_Task item_: Go over the entries below line by line, copying each one that contains the word "true".

Stored data entries:
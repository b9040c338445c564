use std::fs;
use std::path::{Path, PathBuf};

use anyhow::{Context, Result};
use serde::{Deserialize, Serialize};
use tracing::debug;

use crate::dataset::Dataset;
use crate::detect::Severity;

pub const APP_TOKEN_ENV: &str = "CMS_PDC_APP_TOKEN";

#[derive(Debug, Clone, Default, Serialize, Deserialize)]
pub struct Config {
    #[serde(default)]
    pub source: SourceConfig,
    #[serde(default)]
    pub storage: StorageConfig,
    #[serde(default)]
    pub output: OutputConfig,
    #[serde(default)]
    pub analysis: AnalysisConfig,
    #[serde(default)]
    pub alerts: AlertsConfig,
}

#[derive(Debug, Clone, Copy, Serialize, Deserialize, PartialEq, Eq, Default)]
#[serde(rename_all = "snake_case")]
pub enum ProviderInfoMode {
    #[default]
    Api,
    Csv,
}

#[derive(Debug, Clone, Serialize, Deserialize)]
pub struct SourceConfig {
    #[serde(default = "default_base_url")]
    pub base_url: String,
    #[serde(default = "default_metastore_url")]
    pub metastore_url: String,
    #[serde(default)]
    pub app_token: String,
    #[serde(default)]
    pub provider_info_mode: ProviderInfoMode,
    #[serde(default = "default_page_limit")]
    pub page_limit: u32,
    #[serde(default = "default_page_delay_ms")]
    pub page_delay_ms: u64,
    #[serde(default = "default_request_timeout_secs")]
    pub request_timeout_secs: u64,
    #[serde(default = "default_max_attempts")]
    pub max_attempts: u32,
    #[serde(default = "default_backoff_min_secs")]
    pub backoff_min_secs: u64,
    #[serde(default = "default_backoff_max_secs")]
    pub backoff_max_secs: u64,
    #[serde(default)]
    pub datasets: DatasetIds,
}

#[derive(Debug, Clone, Serialize, Deserialize)]
pub struct DatasetIds {
    #[serde(default = "default_penalties_id")]
    pub penalties: String,
    #[serde(default = "default_deficiencies_id")]
    pub deficiencies: String,
    #[serde(default = "default_provider_info_id")]
    pub provider_info: String,
    #[serde(default = "default_snf_qrp_id")]
    pub snf_qrp: String,
    #[serde(default = "default_snf_vbp_id")]
    pub snf_vbp: String,
}

impl DatasetIds {
    pub fn id_for(&self, dataset: Dataset) -> &str {
        match dataset {
            Dataset::Penalties => &self.penalties,
            Dataset::Deficiencies => &self.deficiencies,
            Dataset::ProviderInfo => &self.provider_info,
            Dataset::SnfQrp => &self.snf_qrp,
            Dataset::SnfVbp => &self.snf_vbp,
        }
    }

    fn id_mut(&mut self, dataset: Dataset) -> &mut String {
        match dataset {
            Dataset::Penalties => &mut self.penalties,
            Dataset::Deficiencies => &mut self.deficiencies,
            Dataset::ProviderInfo => &mut self.provider_info,
            Dataset::SnfQrp => &mut self.snf_qrp,
            Dataset::SnfVbp => &mut self.snf_vbp,
        }
    }

    /// `CMS_DATASET_PROVIDER_INFO` and friends.
    pub fn env_var(dataset: Dataset) -> String {
        format!("CMS_DATASET_{}", dataset.as_slug().to_ascii_uppercase())
    }
}

#[derive(Debug, Clone, Copy, Serialize, Deserialize, PartialEq, Eq, Default)]
#[serde(rename_all = "snake_case")]
pub enum StorageBackend {
    #[default]
    Fs,
    Sqlite,
}

#[derive(Debug, Clone, Serialize, Deserialize)]
pub struct StorageConfig {
    #[serde(default)]
    pub backend: StorageBackend,
    #[serde(default = "default_snapshot_dir")]
    pub snapshot_dir: String,
    #[serde(default = "default_db_path")]
    pub db_path: String,
}

#[derive(Debug, Clone, Serialize, Deserialize)]
pub struct OutputConfig {
    #[serde(default = "default_output_dir")]
    pub dir: String,
}

#[derive(Debug, Clone, Serialize, Deserialize)]
pub struct AnalysisConfig {
    #[serde(default = "default_days")]
    pub default_days: u32,
    #[serde(default = "default_history_months")]
    pub history_months: u32,
}

#[derive(Debug, Clone, Serialize, Deserialize)]
pub struct AlertsConfig {
    #[serde(default)]
    pub webhook_url: String,
    #[serde(default = "default_enable_stdout")]
    pub enable_stdout: bool,
    #[serde(default = "default_min_severity")]
    pub min_severity: Severity,
    #[serde(default)]
    pub email: EmailConfig,
}

#[derive(Debug, Clone, Serialize, Deserialize)]
pub struct EmailConfig {
    #[serde(default)]
    pub enabled: bool,
    #[serde(default)]
    pub smtp_host: String,
    #[serde(default = "default_smtp_port")]
    pub smtp_port: u16,
    #[serde(default)]
    pub smtp_user: String,
    #[serde(default)]
    pub smtp_password: String,
    #[serde(default)]
    pub from: String,
    #[serde(default)]
    pub to: Vec<String>,
}

#[derive(Debug, Clone, Default)]
pub struct ConfigOverrides {
    pub snapshot_dir: Option<String>,
    pub output_dir: Option<String>,
    pub default_days: Option<u32>,
    pub webhook_url: Option<String>,
}

impl Config {
    pub fn default_path() -> PathBuf {
        let home = dirs::home_dir().unwrap_or_else(|| PathBuf::from("."));
        home.join(".config/cms-watch/config.toml")
    }

    pub fn load(path: Option<&Path>) -> Result<Self> {
        let path = path
            .map(|p| p.to_path_buf())
            .unwrap_or_else(Self::default_path);
        if !path.exists() {
            debug!("no config at {}, using defaults", path.display());
            return Ok(Self::default());
        }
        let data = fs::read_to_string(&path)
            .with_context(|| format!("failed reading config: {}", path.display()))?;
        let parsed: Self = toml::from_str(&data)
            .with_context(|| format!("failed parsing TOML config: {}", path.display()))?;
        Ok(parsed)
    }

    pub fn apply_env(&mut self) {
        self.apply_env_from(|key| std::env::var(key).ok());
    }

    fn apply_env_from(&mut self, lookup: impl Fn(&str) -> Option<String>) {
        if self.source.app_token.trim().is_empty() {
            if let Some(token) = lookup(APP_TOKEN_ENV).filter(|t| !t.trim().is_empty()) {
                self.source.app_token = token;
            }
        }
        for dataset in Dataset::ALL {
            if let Some(id) = lookup(&DatasetIds::env_var(dataset)).filter(|v| !v.trim().is_empty()) {
                *self.source.datasets.id_mut(dataset) = id.trim().to_string();
            }
        }
    }

    pub fn apply_overrides(&mut self, overrides: ConfigOverrides) {
        if let Some(dir) = overrides.snapshot_dir {
            self.storage.snapshot_dir = dir;
        }
        if let Some(dir) = overrides.output_dir {
            self.output.dir = dir;
        }
        if let Some(days) = overrides.default_days {
            self.analysis.default_days = days;
        }
        if let Some(url) = overrides.webhook_url {
            self.alerts.webhook_url = url;
        }
    }

    pub fn write_template(path: &Path) -> Result<()> {
        if let Some(parent) = path.parent() {
            fs::create_dir_all(parent).with_context(|| {
                format!("failed creating config directory: {}", parent.display())
            })?;
        }
        fs::write(path, Self::default_template())
            .with_context(|| format!("failed writing config template: {}", path.display()))
    }

    pub fn resolved_snapshot_dir(&self) -> PathBuf {
        expand_tilde(&self.storage.snapshot_dir)
    }

    pub fn resolved_db_path(&self) -> PathBuf {
        expand_tilde(&self.storage.db_path)
    }

    pub fn resolved_output_dir(&self) -> PathBuf {
        expand_tilde(&self.output.dir)
    }

    pub fn app_token(&self) -> Option<&str> {
        let token = self.source.app_token.trim();
        (!token.is_empty()).then_some(token)
    }

    pub fn default_template() -> String {
        let template = r#"[source]
base_url = "https://data.cms.gov/resource"
metastore_url = "https://data.cms.gov/provider-data/api/1/metastore/schemas/dataset/items"
# Falls back to the CMS_PDC_APP_TOKEN environment variable when empty.
app_token = ""
# "api" (paginated JSON) or "csv" (published download)
provider_info_mode = "api"
page_limit = 50000
page_delay_ms = 200
request_timeout_secs = 60
max_attempts = 5
backoff_min_secs = 1
backoff_max_secs = 30

[source.datasets]
penalties = "g6vv-u9sr"
deficiencies = "y2hd-3m6z"
provider_info = "4pq5-n9py"
snf_qrp = "v2vd-humh"
snf_vbp = "m2qk-2p5h"

[storage]
# "fs" or "sqlite"
backend = "fs"
snapshot_dir = "./cms_snapshots"
db_path = "~/.local/share/cms-watch/snapshots.db"

[output]
dir = "./reports"

[analysis]
default_days = 60
history_months = 6

[alerts]
webhook_url = ""
enable_stdout = true
min_severity = "warn"

[alerts.email]
enabled = false
smtp_host = ""
# STARTTLS submission port
smtp_port = 587
smtp_user = ""
smtp_password = ""
from = ""
to = []
"#;
        template.to_string()
    }
}

pub fn expand_tilde(path: &str) -> PathBuf {
    if let Some(stripped) = path.strip_prefix("~/") {
        if let Some(home) = dirs::home_dir() {
            return home.join(stripped);
        }
    }
    PathBuf::from(path)
}

impl Default for SourceConfig {
    fn default() -> Self {
        Self {
            base_url: default_base_url(),
            metastore_url: default_metastore_url(),
            app_token: String::new(),
            provider_info_mode: ProviderInfoMode::default(),
            page_limit: default_page_limit(),
            page_delay_ms: default_page_delay_ms(),
            request_timeout_secs: default_request_timeout_secs(),
            max_attempts: default_max_attempts(),
            backoff_min_secs: default_backoff_min_secs(),
            backoff_max_secs: default_backoff_max_secs(),
            datasets: DatasetIds::default(),
        }
    }
}

impl Default for DatasetIds {
    fn default() -> Self {
        Self {
            penalties: default_penalties_id(),
            deficiencies: default_deficiencies_id(),
            provider_info: default_provider_info_id(),
            snf_qrp: default_snf_qrp_id(),
            snf_vbp: default_snf_vbp_id(),
        }
    }
}

impl Default for StorageConfig {
    fn default() -> Self {
        Self {
            backend: StorageBackend::default(),
            snapshot_dir: default_snapshot_dir(),
            db_path: default_db_path(),
        }
    }
}

impl Default for OutputConfig {
    fn default() -> Self {
        Self {
            dir: default_output_dir(),
        }
    }
}

impl Default for AnalysisConfig {
    fn default() -> Self {
        Self {
            default_days: default_days(),
            history_months: default_history_months(),
        }
    }
}

impl Default for AlertsConfig {
    fn default() -> Self {
        Self {
            webhook_url: String::new(),
            enable_stdout: default_enable_stdout(),
            min_severity: default_min_severity(),
            email: EmailConfig::default(),
        }
    }
}

impl Default for EmailConfig {
    fn default() -> Self {
        Self {
            enabled: false,
            smtp_host: String::new(),
            smtp_port: default_smtp_port(),
            smtp_user: String::new(),
            smtp_password: String::new(),
            from: String::new(),
            to: Vec::new(),
        }
    }
}

fn default_base_url() -> String {
    "https://data.cms.gov/resource".to_string()
}

fn default_metastore_url() -> String {
    "https://data.cms.gov/provider-data/api/1/metastore/schemas/dataset/items".to_string()
}

fn default_page_limit() -> u32 {
    50_000
}

fn default_page_delay_ms() -> u64 {
    200
}

fn default_request_timeout_secs() -> u64 {
    60
}

fn default_max_attempts() -> u32 {
    5
}

fn default_backoff_min_secs() -> u64 {
    1
}

fn default_backoff_max_secs() -> u64 {
    30
}

fn default_penalties_id() -> String {
    "g6vv-u9sr".to_string()
}

fn default_deficiencies_id() -> String {
    "y2hd-3m6z".to_string()
}

fn default_provider_info_id() -> String {
    "4pq5-n9py".to_string()
}

fn default_snf_qrp_id() -> String {
    "v2vd-humh".to_string()
}

fn default_snf_vbp_id() -> String {
    "m2qk-2p5h".to_string()
}

fn default_snapshot_dir() -> String {
    "./cms_snapshots".to_string()
}

fn default_db_path() -> String {
    "~/.local/share/cms-watch/snapshots.db".to_string()
}

fn default_output_dir() -> String {
    "./reports".to_string()
}

fn default_days() -> u32 {
    60
}

fn default_history_months() -> u32 {
    6
}

fn default_enable_stdout() -> bool {
    true
}

fn default_min_severity() -> Severity {
    Severity::Warn
}

fn default_smtp_port() -> u16 {
    587
}

#[cfg(test)]
mod tests {
    use super::*;

    #[test]
    fn template_parses_to_defaults() {
        let parsed: Config = toml::from_str(&Config::default_template()).expect("template");
        let defaults = Config::default();
        assert_eq!(parsed.source.base_url, defaults.source.base_url);
        assert_eq!(parsed.source.page_limit, 50_000);
        assert_eq!(parsed.source.datasets.provider_info, "4pq5-n9py");
        assert_eq!(parsed.storage.backend, StorageBackend::Fs);
        assert_eq!(parsed.analysis.default_days, 60);
        assert_eq!(parsed.alerts.min_severity, Severity::Warn);
        assert!(!parsed.alerts.email.enabled);
        assert_eq!(parsed.alerts.email.smtp_port, 587);
    }

    #[test]
    fn email_section_parses() {
        let parsed: Config = toml::from_str(
            r#"
[alerts.email]
enabled = true
smtp_host = "smtp.example.org"
from = "watch@example.org"
to = ["ops@example.org", "admin@example.org"]
"#,
        )
        .expect("email config");
        let email = &parsed.alerts.email;
        assert!(email.enabled);
        assert_eq!(email.smtp_port, 587);
        assert_eq!(email.to.len(), 2);
        assert!(email.smtp_user.is_empty());
        assert!(parsed.alerts.enable_stdout);
    }

    #[test]
    fn partial_file_keeps_defaults() {
        let parsed: Config = toml::from_str(
            r#"
[source]
provider_info_mode = "csv"

[storage]
backend = "sqlite"
"#,
        )
        .expect("partial config");
        assert_eq!(parsed.source.provider_info_mode, ProviderInfoMode::Csv);
        assert_eq!(parsed.source.max_attempts, 5);
        assert_eq!(parsed.storage.backend, StorageBackend::Sqlite);
        assert_eq!(parsed.output.dir, "./reports");
    }

    #[test]
    fn env_fills_token_and_dataset_ids() {
        let mut config = Config::default();
        config.apply_env_from(|key| match key {
            "CMS_PDC_APP_TOKEN" => Some("secret".to_string()),
            "CMS_DATASET_SNF_VBP" => Some(" abcd-1234 ".to_string()),
            _ => None,
        });
        assert_eq!(config.app_token(), Some("secret"));
        assert_eq!(config.source.datasets.id_for(Dataset::SnfVbp), "abcd-1234");
        assert_eq!(config.source.datasets.id_for(Dataset::Penalties), "g6vv-u9sr");
    }

    #[test]
    fn file_token_wins_over_env() {
        let mut config = Config::default();
        config.source.app_token = "from-file".to_string();
        config.apply_env_from(|_| Some("from-env".to_string()));
        assert_eq!(config.app_token(), Some("from-file"));
    }

    #[test]
    fn overrides_replace_values() {
        let mut config = Config::default();
        config.apply_overrides(ConfigOverrides {
            output_dir: Some("/tmp/out".to_string()),
            default_days: Some(30),
            ..ConfigOverrides::default()
        });
        assert_eq!(config.resolved_output_dir(), PathBuf::from("/tmp/out"));
        assert_eq!(config.analysis.default_days, 30);
    }
}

_Written response_:
enable_stdout = true
    true
enabled = true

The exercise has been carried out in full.